Under Institutional Law no. 7/1980 on Freedom of Religion, the State may enter into cooperation agreements – providing, inter alia, tax exemptions – with Churches. The arrangements will depend on the number of members the Church has, the extent to which it is established in Spanish society and the beliefs of the majority of Spaniards.

2.  Law no. 33/1987 of 23 December 1987 on the State Budget for 1988

Supplemental provision no. 5

“Pursuant to the provision set out in Article II of the Agreement on Financial Matters entered into by the Spanish State and the Holy See on 3 January 1979..., from 1988 onwards a percentage of the income tax paid by private individuals will be allocated to religious ends or other ends in the interest of society.

2.  The said percentage shall be determined in each annual budget and shall apply to the tax levied on the basis of the annual returns made by taxpayers.

...

4.  Taxpayers may indicate in their tax return their wish for a percentage of their income tax to be allocated to:

(a)   providing financial support for the Catholic Church; or

(b)  other ends set out in subparagraph 1 of this provision.

Anyone who does not expressly state their preference shall be deemed to have opted for the ends referred to in subparagraph (b).”

3.  Law of 10 November 1992 establishing a cooperation agreement between the State and the Federation of Evangelical Churches in Spain (FEREDE)
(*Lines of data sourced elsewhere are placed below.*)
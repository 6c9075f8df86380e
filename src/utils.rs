//! Text helpers for URLs, file names and HTML

/// Extract the text between `begin` and the next `end` after it
///
/// # Examples
///
/// ```
/// use deviation_dl::utils::extract_between;
///
/// let html = r#"<a href="DeviantArt://deviation/ABC-1">"#;
/// assert_eq!(extract_between(html, "//deviation/", "\""), Some("ABC-1"));
/// assert_eq!(extract_between(html, "//user/", "\""), None);
/// ```
pub fn extract_between<'a>(text: &'a str, begin: &str, end: &str) -> Option<&'a str> {
    let start = text.find(begin)? + begin.len();
    let rest = &text[start..];
    let stop = rest.find(end)?;
    Some(&rest[..stop])
}

/// Trailing numeric segment of a deviation URL, 0 if there is none
///
/// # Examples
///
/// ```
/// use deviation_dl::utils::index_from_url;
///
/// assert_eq!(index_from_url("https://a.deviantart.com/art/For-the-sake-10073852"), 10073852);
/// assert_eq!(index_from_url("https://sta.sh/01ijs78ebagf"), 0);
/// ```
#[must_use]
pub fn index_from_url(url: &str) -> u64 {
    url.rsplit_once('-')
        .and_then(|(_, tail)| tail.parse().ok())
        .unwrap_or(0)
}

/// Last path segment of a URL, percent-decoded
#[must_use]
pub fn filename_from_url(url: &str) -> String {
    let segment = match url::Url::parse(url) {
        Ok(parsed) => parsed
            .path_segments()
            .and_then(|segments| segments.last())
            .unwrap_or_default()
            .to_string(),
        Err(_) => url
            .split(['?', '#'])
            .next()
            .and_then(|path| path.rsplit('/').next())
            .unwrap_or_default()
            .to_string(),
    };

    match urlencoding::decode(&segment) {
        Ok(decoded) => decoded.into_owned(),
        Err(_) => segment,
    }
}

/// Split a URL's file name into (filename, name, extension)
///
/// The extension is lowercased and has no leading dot; a leading dot alone
/// (as in `.htaccess`) does not start an extension.
///
/// # Examples
///
/// ```
/// use deviation_dl::utils::nameext_from_url;
///
/// let (filename, name, ext) = nameext_from_url("https://img.example/pre/my%20art.PNG?token=1");
/// assert_eq!(filename, "my art.PNG");
/// assert_eq!(name, "my art");
/// assert_eq!(ext, "png");
/// ```
pub fn nameext_from_url(url: &str) -> (String, String, String) {
    let filename = filename_from_url(url);
    let (name, extension) = match filename.rfind('.') {
        Some(pos) if pos > 0 && filename[..pos].chars().any(|c| c != '.') => (
            filename[..pos].to_string(),
            filename[pos + 1..].to_lowercase(),
        ),
        _ => (filename.clone(), String::new()),
    };
    (filename, name, extension)
}

/// Escape text for inclusion in HTML (including attribute values)
#[must_use]
pub fn escape_html(text: &str) -> String {
    let mut escaped = String::with_capacity(text.len());
    for c in text.chars() {
        match c {
            '&' => escaped.push_str("&amp;"),
            '<' => escaped.push_str("&lt;"),
            '>' => escaped.push_str("&gt;"),
            '"' => escaped.push_str("&quot;"),
            '\'' => escaped.push_str("&#x27;"),
            _ => escaped.push(c),
        }
    }
    escaped
}
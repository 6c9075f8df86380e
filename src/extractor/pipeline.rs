//! Per-record message fan-out.
//!
//! [`RecordPipeline`] turns each deviation of a run into output messages:
//! 1. normalize the record (drop bulky fields, derive `index`)
//! 2. substitute a placeholder author for anonymous records
//! 3. emit a Directory message when the author differs from the previous record's
//! 4. emit one Url message per payload (image, video, flash, journal)

use crate::api::ApiClient;
use crate::error::Result;
use crate::types::{Author, Deviation, FileTarget, Message, Payload, Target};
use crate::utils::{index_from_url, nameext_from_url};
use serde_json::Map;
use tracing::{debug, info};

use super::journal;

/// Fields removed from every record before emission
const STRIPPED_FIELDS: &[&str] = &["stats", "preview", "thumbs"];

/// Author-boundary tracking over one pass of a record stream
#[derive(Debug, Default)]
pub struct RecordPipeline {
    last_author: Option<Author>,
}

impl RecordPipeline {
    /// Create a pipeline that has not seen any author yet
    pub fn new() -> Self {
        Self::default()
    }

    /// Turn one record into its output messages
    ///
    /// Journal records trigger a content fetch through `api`.
    pub async fn process(&mut self, api: &ApiClient, mut deviation: Deviation) -> Result<Vec<Message>> {
        normalize(&mut deviation);

        let mut messages = Vec::new();
        if let Some(directory) = self.directory(&deviation) {
            messages.push(directory);
        }

        for payload in deviation.payloads() {
            match payload {
                Payload::Image(file) | Payload::Flash(file) => {
                    messages.push(remote_url(&deviation, &file.src, file.extra));
                }
                Payload::Video(video) => {
                    let mut extra = video.extra;
                    extra.insert("quality".to_string(), video.quality.into());
                    messages.push(remote_url(&deviation, &video.src, extra));
                }
                Payload::Journal => {
                    messages.push(journal_url(api, &deviation).await?);
                }
                Payload::UnsupportedJournal => {
                    info!(deviation = %deviation.deviationid, "Skipping journal");
                }
            }
        }

        Ok(messages)
    }

    /// Directory message for `deviation` if its author starts a new run
    fn directory(&mut self, deviation: &Deviation) -> Option<Message> {
        let author = deviation.author.clone().unwrap_or_default();
        if self.last_author.as_ref() == Some(&author) {
            return None;
        }
        debug!(author = %author.username, "New author run");
        self.last_author = Some(author);
        Some(Message::Directory {
            metadata: Box::new(deviation.clone()),
        })
    }
}

/// Strip bulky fields, derive `index` and fill in anonymous authors
pub fn normalize(deviation: &mut Deviation) {
    for field in STRIPPED_FIELDS {
        deviation.extra.remove(*field);
    }
    deviation.index = deviation.url.as_deref().map(index_from_url).unwrap_or(0);
    if deviation.author.is_none() {
        deviation.author = Some(Author::placeholder());
    }
}

fn remote_url(deviation: &Deviation, src: &str, extra: Map<String, serde_json::Value>) -> Message {
    let (filename, name, extension) = nameext_from_url(src);
    let mut metadata = deviation.clone();
    metadata.extension = Some(extension.clone());
    metadata.target = Some(FileTarget {
        src: src.to_string(),
        filename,
        name,
        extension,
        extra,
    });
    Message::Url {
        target: Target::Remote(src.to_string()),
        metadata: Box::new(metadata),
    }
}

async fn journal_url(api: &ApiClient, deviation: &Deviation) -> Result<Message> {
    let content = api.deviation_content(&deviation.deviationid).await?;
    let document = journal::render(
        &deviation.title,
        content.css.as_deref().unwrap_or_default(),
        &content.html,
    );

    let mut metadata = deviation.clone();
    metadata.target = None;
    metadata.extension = Some(journal::JOURNAL_EXTENSION.to_string());
    Ok(Message::Url {
        target: Target::Inline(document),
        metadata: Box::new(metadata),
    })
}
The Law of 10 November 1992, which was published in the State Official Gazette of 12 November 1992, governs the following matters:

(i) the status of ministers of the evangelical church;

(ii) legal protection for places of worship;

(iii) recognition under the civil law of marriages celebrated according to Evangelical rite;

(iv) religious assistance in public centres or institutions;

(v) Evangelical religious teaching in schools;

(vi) tax privileges applicable to certain assets and activities of Churches that are members of the FEREDE.
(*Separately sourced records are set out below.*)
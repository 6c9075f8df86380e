//! Extraction runs over a record source
//!
//! An [`Extractor`] pairs a [`Source`] with an [`ApiClient`]. Each call to
//! [`Extractor::items`] starts a run, a lazy stream of [`Message`]s:
//! one Version message, then the messages of every record the source
//! produces, in source order.
//!
//! ## Submodules
//!
//! - [`source`] — Gallery, single-deviation and favorites record sources
//! - [`reference`] — Parsing of URLs into sources
//! - [`pipeline`] — Per-record normalization and message fan-out
//! - [`journal`] — HTML documents for journal deviations
//!
//! The first error ends the run.

use crate::api::ApiClient;
use crate::error::Result;
use crate::types::{Deviation, MESSAGE_VERSION, Message};
use futures::stream::{self, BoxStream, StreamExt, TryStreamExt};
use std::collections::VecDeque;
use std::sync::Arc;
use tracing::debug;

pub mod journal;
pub mod pipeline;
pub mod reference;
pub mod source;

pub use pipeline::RecordPipeline;
pub use source::{FolderRef, Source};

/// Extractor for one record source
pub struct Extractor {
    api: Arc<ApiClient>,
    source: Source,
    offset: u64,
}

impl Extractor {
    /// Create an extractor reading `source` through `api`
    pub fn new(api: Arc<ApiClient>, source: Source) -> Self {
        Self {
            api,
            source,
            offset: 0,
        }
    }

    /// Create an extractor for a gallery, deviation or favorites URL
    ///
    /// # Errors
    ///
    /// Returns [`Error::InvalidReference`](crate::Error::InvalidReference) if
    /// the URL is not recognized.
    pub fn from_url(api: Arc<ApiClient>, url: &str) -> Result<Self> {
        Ok(Self::new(api, Source::from_url(url)?))
    }

    /// Skip `n` more records at the start of each listing
    ///
    /// Returns the number of records that will be skipped by this call.
    pub fn skip(&mut self, n: u64) -> u64 {
        self.offset += n;
        n
    }

    /// Records skipped at the start of each listing
    pub fn offset(&self) -> u64 {
        self.offset
    }

    /// Source of this extractor
    pub fn source(&self) -> &Source {
        &self.source
    }

    /// Start a run and stream its messages
    ///
    /// Nothing is requested until the stream is polled past the Version
    /// message. Every run has its own author tracking, so each run begins
    /// with a Directory message for its first record.
    pub fn items(&self) -> BoxStream<'_, Result<Message>> {
        let state = RunState {
            api: &self.api,
            source: &self.source,
            offset: self.offset,
            stage: Stage::Start,
            pipeline: RecordPipeline::new(),
            pending: VecDeque::new(),
        };

        stream::try_unfold(state, |mut state| async move {
            let message = state.next_message().await?;
            Ok(message.map(|message| (message, state)))
        })
        .boxed()
    }
}

enum Stage<'a> {
    Start,
    Resolving,
    Records(BoxStream<'a, Result<Deviation>>),
    Finished,
}

struct RunState<'a> {
    api: &'a ApiClient,
    source: &'a Source,
    offset: u64,
    stage: Stage<'a>,
    pipeline: RecordPipeline,
    pending: VecDeque<Message>,
}

impl<'a> RunState<'a> {
    async fn next_message(&mut self) -> Result<Option<Message>> {
        loop {
            if let Some(message) = self.pending.pop_front() {
                return Ok(Some(message));
            }

            match std::mem::replace(&mut self.stage, Stage::Finished) {
                Stage::Start => {
                    self.stage = Stage::Resolving;
                    return Ok(Some(Message::Version {
                        version: MESSAGE_VERSION,
                    }));
                }
                Stage::Resolving => {
                    debug!(source = ?self.source, offset = self.offset, "Resolving source");
                    let records = self.source.produce(self.api, self.offset).await?;
                    self.stage = Stage::Records(records);
                }
                Stage::Records(mut records) => {
                    let Some(deviation) = records.try_next().await? else {
                        debug!("Source exhausted");
                        return Ok(None);
                    };
                    let messages = self.pipeline.process(self.api, deviation).await?;
                    self.pending.extend(messages);
                    self.stage = Stage::Records(records);
                }
                Stage::Finished => return Ok(None),
            }
        }
    }
}

// unwrap/expect are acceptable in tests for concise failure-on-error assertions
#[allow(clippy::unwrap_used, clippy::expect_used)]
#[cfg(test)]
mod tests;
Further, supplemental provision no. 2 of the Law provides that the agreement may be varied in whole or in part on the initiative of either party. Supplemental provision no. 3 establishes a joint committee comprising representatives of the State and of the FEREDE.
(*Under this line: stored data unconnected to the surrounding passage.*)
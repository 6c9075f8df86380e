//! Access token persistence.

use crate::error::DatabaseError;
use crate::{Error, Result};

use super::{Database, NewToken, TokenRow};

impl Database {
    /// Get the stored token for a credential pair, expired or not
    pub async fn get_access_token(
        &self,
        client_id: &str,
        secret_hash: &str,
    ) -> Result<Option<TokenRow>> {
        let row = sqlx::query_as::<_, TokenRow>(
            r#"
            SELECT client_id, secret_hash, access_token, issued_at_ms, ttl_secs
            FROM access_tokens
            WHERE client_id = ? AND secret_hash = ?
            "#,
        )
        .bind(client_id)
        .bind(secret_hash)
        .fetch_optional(&self.pool)
        .await
        .map_err(|e| {
            Error::Database(DatabaseError::QueryFailed(format!(
                "Failed to get access token: {}",
                e
            )))
        })?;

        Ok(row)
    }

    /// Store a freshly issued token, replacing any previous one for the pair
    pub async fn store_access_token(&self, token: NewToken<'_>) -> Result<()> {
        sqlx::query(
            r#"
            INSERT INTO access_tokens (client_id, secret_hash, access_token, issued_at_ms, ttl_secs)
            VALUES (?, ?, ?, ?, ?)
            ON CONFLICT(client_id, secret_hash) DO UPDATE SET
                access_token = excluded.access_token,
                issued_at_ms = excluded.issued_at_ms,
                ttl_secs = excluded.ttl_secs
            "#,
        )
        .bind(token.client_id)
        .bind(token.secret_hash)
        .bind(token.access_token)
        .bind(token.issued_at_ms)
        .bind(token.ttl_secs)
        .execute(&self.pool)
        .await
        .map_err(|e| {
            Error::Database(DatabaseError::QueryFailed(format!(
                "Failed to store access token: {}",
                e
            )))
        })?;

        Ok(())
    }

    /// Delete the stored token for a credential pair
    ///
    /// Returns true if a row was removed.
    pub async fn delete_access_token(&self, client_id: &str, secret_hash: &str) -> Result<bool> {
        let result =
            sqlx::query("DELETE FROM access_tokens WHERE client_id = ? AND secret_hash = ?")
                .bind(client_id)
                .bind(secret_hash)
                .execute(&self.pool)
                .await
                .map_err(|e| {
                    Error::Database(DatabaseError::QueryFailed(format!(
                        "Failed to delete access token: {}",
                        e
                    )))
                })?;

        Ok(result.rows_affected() > 0)
    }

    /// Delete every token whose lifetime ended before `now_ms`
    ///
    /// Returns the number of rows removed.
    pub async fn delete_expired_tokens(&self, now_ms: i64) -> Result<u64> {
        let result =
            sqlx::query("DELETE FROM access_tokens WHERE issued_at_ms + ttl_secs * 1000 <= ?")
                .bind(now_ms)
                .execute(&self.pool)
                .await
                .map_err(|e| {
                    Error::Database(DatabaseError::QueryFailed(format!(
                        "Failed to delete expired tokens: {}",
                        e
                    )))
                })?;

        Ok(result.rows_affected())
    }
}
According to information provided in February 2001 by the Director of Religious Affairs at the Ministry of Justice, a meeting of the joint committee (State-FEREDE) was held on 15 April 1999. During the course of the committee’s examination of the problem of financial cooperation with the State regarding certain activities of the Evangelical Churches, the State representative asked FEREDE for its view on the system of allocation of income tax. In reply to that question, the executive secretary of the FEREDE replied: “after various consultations, it was discovered that the opinion of the Churches within the Federation is divided, such that a final view has yet to be reached; it will be announced once it has been determined by negotiation”. Consequently, the 1992 agreement has not been amended and, to date, the FEREDE has not requested any amendment to it.

COMPLAINT

The applicants alleged that, as members of the Evangelical Baptist Church and unlike Spaniards of the Catholic faith, they were unable when completing their income-tax returns to allocate part of their income tax directly for the financial support of their own Church. They considered that difference in treatment to constitute discrimination contrary to Articles 14 and 9 § 1 of the Convention.

THE LAW

Relying on Articles 14 and 9 § 1 of the Convention, the applicants alleged that, as members of the Evangelical Baptist Church and unlike Spaniards of the Catholic faith, they were unable when completing their income-tax returns to allocate part of their income tax directly for the financial support of their own Church.

The relevant provisions read as follows:

Article 14

“The enjoyment of the rights and freedoms set forth in [the] Convention shall be secured without discrimination on any ground such as ... religion...”

Article 9

“1.  Everyone has the right to freedom of thought, conscience and religion; this right includes freedom to change his religion or belief and freedom, either alone or in community with others and in public or private, to manifest his religion or belief, in worship, teaching, practice and observance.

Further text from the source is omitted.